Changes in the employment landscape mirror the continuing evolution of our population in size, demography, attitudes, values and philosophy.

Catalysts for change have been many and varied: racial diversification, increased disposable income, technology advances and pervasive media.

In short, the modern workforce comprises a far more educated population, with evolving career goals and requirements.

And consequently, the nature of employment, the role of the employer and their responsibilities and obligations has also changed considerably.

This evolution has been underpinned by significant legislative change, often trying to keep pace and maintain relevance to the modern workforce in practice.

Where the old employment paradigm may best be described as master/servant, the modern workforce focuses on partnering, shared goals and is framed by an increased focus on safety, fairness and protection of the rights of the individual.

Evolution of the contracting industry

This changing nature of the workforce has manifested itself not only in modern employment practices, but also in a diversification of employment or engagement models. An engagement model may best be defined as the legal employment structure through which an individual may be "engaged" or "hired".

Common Employment Methods: • Full Time • Part Time • Casual/Temporary

Common Engagement Models: • Pay As You Go (PAYG) • Personal Company Structure • Partnership Structure • Trust Structure • Sole Trader Structure

A significant product of the changing landscape of the Australian workforce has been the emergence of the contract professional; essentially a person who contracts his/her services to a third party, for a limited tenure, typically for a specific result.

Whether it be perhaps the flexibility or autonomy associated with this type of career, Australians have adapted to contracting in huge numbers. On a per capita basis we are one of the leading countries in the Western world for contractors as a percentage of the workforce.

Current estimates suggest that up to a quarter of the Australian workforce are engaged in temporary, part time or contract positions, driven not only by the individuals' need for choice, but also because businesses required more flexible staffing solutions.

Why do Organisations Employ Contractors? Whether it is a commitment to outsourcing non-core activities, reduction in employment costs or a perceived reduction in risk, contracting has evolved from piecemeal early beginnings to a major industry sector.

The problem for organisations in the modern era is that whilst employment models have evolved considerably since the paradigm of 50 years ago, most legislation relevant to employment, employment law, industrial relations law, OH&S etc. was written before the advent of contracting, and both the initial drafts and subsequent amendments focus almost exclusively on traditional permanent engagement models.

As a result the contracting industry has had to fit, as best it can, into the more rigid definitions of the law.
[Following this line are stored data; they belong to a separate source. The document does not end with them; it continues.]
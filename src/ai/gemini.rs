use async_trait::async_trait;
use reqwest::Client;
use serde::{Deserialize, Serialize};
use std::time::Duration;

use crate::config::AiConfig;
use crate::error::{DaybriefError, Result};
use crate::models::TokenUsage;

use super::gateway::{AiProvider, ProviderResponse};

/// Client for the Google Gemini generateContent API. Requests JSON output
/// via the response MIME type so the model skips markdown wrapping.
#[derive(Clone, Debug)]
pub struct GeminiClient {
    client: Client,
    api_key: String,
    base_url: String,
    model: String,
    max_tokens: u32,
}

#[derive(Debug, Serialize)]
#[serde(rename_all = "camelCase")]
struct GenerateContentRequest {
    contents: Vec<Content>,
    system_instruction: Content,
    generation_config: GenerationConfig,
}

#[derive(Debug, Serialize, Deserialize)]
struct Content {
    role: String,
    parts: Vec<Part>,
}

#[derive(Debug, Serialize, Deserialize)]
struct Part {
    #[serde(default)]
    text: String,
}

#[derive(Debug, Serialize)]
#[serde(rename_all = "camelCase")]
struct GenerationConfig {
    response_mime_type: String,
    max_output_tokens: u32,
}

#[derive(Debug, Deserialize)]
#[serde(rename_all = "camelCase")]
struct GenerateContentResponse {
    #[serde(default)]
    candidates: Vec<Candidate>,
    usage_metadata: Option<UsageMetadata>,
}

#[derive(Debug, Deserialize)]
struct Candidate {
    content: Option<Content>,
}

#[derive(Debug, Deserialize, Default)]
#[serde(rename_all = "camelCase")]
struct UsageMetadata {
    #[serde(default)]
    prompt_token_count: u32,
    #[serde(default)]
    candidates_token_count: u32,
}

impl GeminiClient {
    pub fn new(config: &AiConfig) -> Result<Self> {
        let api_key = config
            .gemini_api_key
            .clone()
            .ok_or_else(|| DaybriefError::Ai("API key required for Gemini".to_string()))?;

        let client = Client::builder()
            .timeout(Duration::from_secs(config.timeout_secs))
            .build()
            .map_err(|e| DaybriefError::Ai(format!("Failed to create HTTP client: {e}")))?;

        Ok(Self {
            client,
            api_key,
            base_url: config.gemini_base_url.clone(),
            model: config.gemini_model.clone(),
            max_tokens: config.max_tokens,
        })
    }
}

#[async_trait]
impl AiProvider for GeminiClient {
    fn name(&self) -> &str {
        "gemini"
    }

    async fn generate(&self, system_prompt: &str, user_prompt: &str) -> Result<ProviderResponse> {
        let request = GenerateContentRequest {
            contents: vec![Content {
                role: "user".to_string(),
                parts: vec![Part {
                    text: user_prompt.to_string(),
                }],
            }],
            system_instruction: Content {
                role: "model".to_string(),
                parts: vec![Part {
                    text: system_prompt.to_string(),
                }],
            },
            generation_config: GenerationConfig {
                response_mime_type: "application/json".to_string(),
                max_output_tokens: self.max_tokens,
            },
        };

        let response = self
            .client
            .post(format!(
                "{}/v1beta/models/{}:generateContent",
                self.base_url, self.model
            ))
            .header("x-goog-api-key", &self.api_key)
            .json(&request)
            .send()
            .await?;

        if !response.status().is_success() {
            let status = response.status();
            let body = response.text().await.unwrap_or_default();
            return Err(DaybriefError::Ai(format!(
                "Gemini request failed: {status} - {body}"
            )));
        }

        let data: GenerateContentResponse = response.json().await?;

        let text = data
            .candidates
            .first()
            .and_then(|candidate| candidate.content.as_ref())
            .map(|content| {
                content
                    .parts
                    .iter()
                    .map(|part| part.text.as_str())
                    .collect::<String>()
            })
            .filter(|text| !text.is_empty())
            .ok_or_else(|| DaybriefError::Ai("No text response from Gemini".to_string()))?;

        let usage = data.usage_metadata.unwrap_or_default();

        Ok(ProviderResponse {
            text,
            model: self.model.clone(),
            usage: TokenUsage {
                input: usage.prompt_token_count,
                output: usage.candidates_token_count,
            },
        })
    }
}
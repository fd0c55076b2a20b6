use chrono::{DateTime, Utc};
use serde::{Deserialize, Serialize};

/// The single local user profile. Seeds search planning and prompt
/// construction; the generation pipeline never mutates it.
#[derive(Debug, Clone, Serialize, Deserialize, PartialEq)]
pub struct UserProfile {
    pub id: i64,
    pub name: Option<String>,
    pub skills: Vec<String>,
    pub technologies: Vec<String>,
    pub projects: Vec<Project>,
    pub interests: Vec<String>,
    pub created_at: DateTime<Utc>,
    pub updated_at: DateTime<Utc>,
}

impl UserProfile {
    /// A profile with neither skills nor technologies cannot seed a
    /// meaningful briefing.
    pub fn is_configured(&self) -> bool {
        !self.skills.is_empty() || !self.technologies.is_empty()
    }
}

#[derive(Debug, Clone, Serialize, Deserialize, PartialEq, utoipa::ToSchema)]
#[serde(rename_all = "camelCase")]
pub struct Project {
    pub name: String,
    pub description: String,
    pub tech_stack: Vec<String>,
}

/// Partial profile update. Absent fields keep their current values.
#[derive(Debug, Clone, Default, Deserialize)]
pub struct ProfileUpdate {
    pub name: Option<String>,
    pub skills: Option<Vec<String>>,
    pub technologies: Option<Vec<String>>,
    pub projects: Option<Vec<Project>>,
    pub interests: Option<Vec<String>>,
}
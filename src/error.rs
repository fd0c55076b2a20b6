use thiserror::Error;

#[derive(Error, Debug)]
pub enum DaybriefError {
    #[error("Database error: {0}")]
    Database(#[from] libsql::Error),

    #[error("Not found: {0}")]
    NotFound(String),

    #[error("Validation error: {0}")]
    Validation(String),

    #[error("Configuration error: {0}")]
    Config(String),

    #[error("HTTP request error: {0}")]
    Http(#[from] reqwest::Error),

    #[error("JSON error: {0}")]
    Json(#[from] serde_json::Error),

    #[error("IO error: {0}")]
    Io(#[from] std::io::Error),

    #[error("URL parse error: {0}")]
    UrlParse(#[from] url::ParseError),

    #[error("Search error: {0}")]
    Search(String),

    #[error("AI provider error: {0}")]
    Ai(String),

    #[error("Failed to parse briefing content. Raw response: {0}")]
    Parse(String),

    #[error("Internal error: {0}")]
    Internal(String),
}

pub type Result<T> = std::result::Result<T, DaybriefError>;
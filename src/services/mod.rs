mod scheduler;

pub use scheduler::Scheduler;
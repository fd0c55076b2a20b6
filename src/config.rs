use serde::Deserialize;
use std::env;

fn parse_env_or<T: std::str::FromStr>(var: &str, default: T) -> T
where
    T::Err: std::fmt::Display,
{
    match env::var(var) {
        Ok(val) => match val.parse() {
            Ok(parsed) => parsed,
            Err(e) => {
                tracing::warn!("Invalid value '{}' for {}: {}. Using default.", val, var, e);
                default
            }
        },
        Err(_) => default,
    }
}

#[derive(Debug, Clone, Deserialize)]
pub struct Config {
    pub server: ServerConfig,
    pub database: DatabaseConfig,
    pub search: SearchConfig,
    pub ai: AiConfig,
    pub scheduler: SchedulerConfig,
}

#[derive(Debug, Clone, Deserialize)]
pub struct ServerConfig {
    pub host: String,
    pub port: u16,
}

#[derive(Debug, Clone, Deserialize)]
pub struct DatabaseConfig {
    pub url: String,
    pub auth_token: Option<String>,
    pub local_path: Option<String>,
}

/// Search layer configuration: the primary web-search provider plus the
/// two fallback content feeds.
#[derive(Debug, Clone, Deserialize)]
pub struct SearchConfig {
    pub tavily_api_key: Option<String>,
    pub tavily_base_url: String,
    pub hackernews_base_url: String,
    pub devto_base_url: String,
    /// Results requested per planned query on the primary path.
    pub max_results_per_query: u32,
    /// Total item budget for the feed fallback, split across feeds.
    pub fallback_limit: u32,
    pub timeout_secs: u64,
}

/// AI gateway configuration for both generation providers.
#[derive(Debug, Clone, Deserialize)]
pub struct AiConfig {
    pub anthropic_api_key: Option<String>,
    pub anthropic_base_url: String,
    pub anthropic_model: String,
    pub gemini_api_key: Option<String>,
    pub gemini_base_url: String,
    pub gemini_model: String,
    pub max_tokens: u32,
    pub timeout_secs: u64,
    /// Output language the system prompt mandates.
    pub language: String,
}

#[derive(Debug, Clone, Deserialize)]
pub struct SchedulerConfig {
    pub enabled: bool,
    /// Daily generation time as `HH:MM` (UTC).
    pub schedule: String,
    pub catchup_delay_secs: u64,
}

impl Default for Config {
    fn default() -> Self {
        Self {
            server: ServerConfig {
                host: env::var("DAYBRIEF_HOST").unwrap_or_else(|_| "0.0.0.0".to_string()),
                port: parse_env_or("DAYBRIEF_PORT", 8080),
            },
            database: DatabaseConfig {
                url: env::var("DATABASE_URL").unwrap_or_else(|_| "file:daybrief.db".to_string()),
                auth_token: env::var("DATABASE_AUTH_TOKEN").ok(),
                local_path: env::var("DATABASE_LOCAL_PATH").ok(),
            },
            search: SearchConfig {
                tavily_api_key: env::var("TAVILY_API_KEY").ok(),
                tavily_base_url: env::var("TAVILY_BASE_URL")
                    .unwrap_or_else(|_| "https://api.tavily.com".to_string()),
                hackernews_base_url: env::var("HACKERNEWS_BASE_URL")
                    .unwrap_or_else(|_| "https://hn.algolia.com".to_string()),
                devto_base_url: env::var("DEVTO_BASE_URL")
                    .unwrap_or_else(|_| "https://dev.to".to_string()),
                max_results_per_query: parse_env_or("SEARCH_MAX_RESULTS_PER_QUERY", 3),
                fallback_limit: parse_env_or("SEARCH_FALLBACK_LIMIT", 15),
                timeout_secs: parse_env_or("SEARCH_TIMEOUT", 20),
            },
            ai: AiConfig {
                anthropic_api_key: env::var("ANTHROPIC_API_KEY").ok(),
                anthropic_base_url: env::var("ANTHROPIC_BASE_URL")
                    .unwrap_or_else(|_| "https://api.anthropic.com".to_string()),
                anthropic_model: env::var("ANTHROPIC_MODEL")
                    .unwrap_or_else(|_| "claude-sonnet-4-5-20250929".to_string()),
                gemini_api_key: env::var("GEMINI_API_KEY").ok(),
                gemini_base_url: env::var("GEMINI_BASE_URL")
                    .unwrap_or_else(|_| "https://generativelanguage.googleapis.com".to_string()),
                gemini_model: env::var("GEMINI_MODEL")
                    .unwrap_or_else(|_| "gemini-3-flash-preview".to_string()),
                max_tokens: parse_env_or("AI_MAX_TOKENS", 4096),
                timeout_secs: parse_env_or("AI_TIMEOUT", 120),
                language: env::var("BRIEFING_LANGUAGE").unwrap_or_else(|_| "English".to_string()),
            },
            scheduler: SchedulerConfig {
                enabled: parse_env_or("SCHEDULER_ENABLED", true),
                schedule: env::var("GENERATION_SCHEDULE").unwrap_or_else(|_| "07:00".to_string()),
                catchup_delay_secs: parse_env_or("SCHEDULER_CATCHUP_DELAY", 5),
            },
        }
    }
}

impl Config {
    pub fn from_env() -> Self {
        Self::default()
    }
}
use serde::{Deserialize, Serialize};

/// A single search hit, normalized across providers.
#[derive(Debug, Clone, Serialize, Deserialize, PartialEq)]
pub struct SearchResult {
    pub title: String,
    pub url: String,
    pub content: String,
    #[serde(skip_serializing_if = "Option::is_none")]
    pub score: Option<f64>,
    pub source: SearchSource,
}

/// Which provider produced a result.
#[derive(Debug, Clone, Copy, Serialize, Deserialize, PartialEq, Eq)]
#[serde(rename_all = "lowercase")]
pub enum SearchSource {
    Tavily,
    Hackernews,
    Devto,
}

impl std::fmt::Display for SearchSource {
    fn fmt(&self, f: &mut std::fmt::Formatter<'_>) -> std::fmt::Result {
        match self {
            Self::Tavily => write!(f, "tavily"),
            Self::Hackernews => write!(f, "hackernews"),
            Self::Devto => write!(f, "devto"),
        }
    }
}
mod briefing;
mod profile;
mod search;

pub use briefing::*;
pub use profile::*;
pub use search::*;
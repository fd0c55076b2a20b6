//! v1 Briefing handlers.

use axum::extract::{Query, State};
use axum::response::{IntoResponse, Response};

use crate::api::v1::dto::briefings::{
    BriefingResponse, ListBriefingsQuery, ListBriefingsResponse,
};
use crate::api::v1::response::{ApiError, ApiResponse, ErrorCode, ResponseMeta};
use crate::api::AppState;

const DEFAULT_LIMIT: u32 = 30;

/// `GET /api/v1/briefings`
///
/// Three lookup modes share this endpoint:
/// - `?date=YYYY-MM-DD` returns that day's briefing, or 404.
/// - `?latest=true` returns the most recent briefing, or 404.
/// - otherwise a date-descending page of briefings.
#[utoipa::path(
    get,
    path = "/api/v1/briefings",
    tag = "briefings",
    operation_id = "briefings.get",
    params(ListBriefingsQuery),
    responses(
        (status = 200, description = "A single briefing (date/latest mode) or a page of briefings", body = ListBriefingsResponse),
        (status = 404, description = "No matching briefing", body = ApiError),
    )
)]
pub async fn get_briefings(
    State(state): State<AppState>,
    Query(query): Query<ListBriefingsQuery>,
) -> Response {
    if let Some(date) = query.date {
        return match state.db.get_briefing_by_date(date).await {
            Ok(Some(briefing)) => {
                ApiResponse::success(BriefingResponse::from(briefing)).into_response()
            }
            Ok(None) => ApiResponse::<BriefingResponse>::error(
                ErrorCode::NotFound,
                "Briefing not found",
            )
            .into_response(),
            Err(e) => ApiResponse::<BriefingResponse>::from(e).into_response(),
        };
    }

    if query.latest {
        return match state.db.get_latest_briefing().await {
            Ok(Some(briefing)) => {
                ApiResponse::success(BriefingResponse::from(briefing)).into_response()
            }
            Ok(None) => ApiResponse::<BriefingResponse>::error(
                ErrorCode::NotFound,
                "No briefings found",
            )
            .into_response(),
            Err(e) => ApiResponse::<BriefingResponse>::from(e).into_response(),
        };
    }

    let limit = query.limit.unwrap_or(DEFAULT_LIMIT);
    let offset = query.offset.unwrap_or(0);

    let briefings = match state.db.list_briefings(limit, offset).await {
        Ok(briefings) => briefings,
        Err(e) => return ApiResponse::<ListBriefingsResponse>::from(e).into_response(),
    };

    // Total is advisory; the page itself is already fetched.
    let total = match state.db.count_briefings().await {
        Ok(total) => Some(total),
        Err(e) => {
            tracing::warn!(error = %e, "Briefing count unavailable for list response");
            None
        }
    };

    let body = ListBriefingsResponse {
        briefings: briefings.into_iter().map(Into::into).collect(),
        limit,
        offset,
    };
    ApiResponse::success_with_meta(body, ResponseMeta { total }).into_response()
}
Many perceptions, based more on convention than law, have proliferated. Some examples might be:

• My contract staff are employed via a recruitment agency who cover them for Workcover, and therefore my company is not at risk and has no responsibility under IR or OH&S regulations. • A benefit of employing contractors is the ability to terminate the engagement immediately without concern of unfair dismissal. • My contract staff are paid a loaded rate inclusive of all entitlements. Therefore, my organisation is not exposed to entitlements under federal or state awards - ie, leave loading, overtime, and long service.

The above are just a few examples. How exposed your organisation may be is a matter for examination - or in a worst case a matter for the courts. The fact is, many of these perceptions exist unchallenged.

Contract staff have the same rights and protection as any permanent employee at law.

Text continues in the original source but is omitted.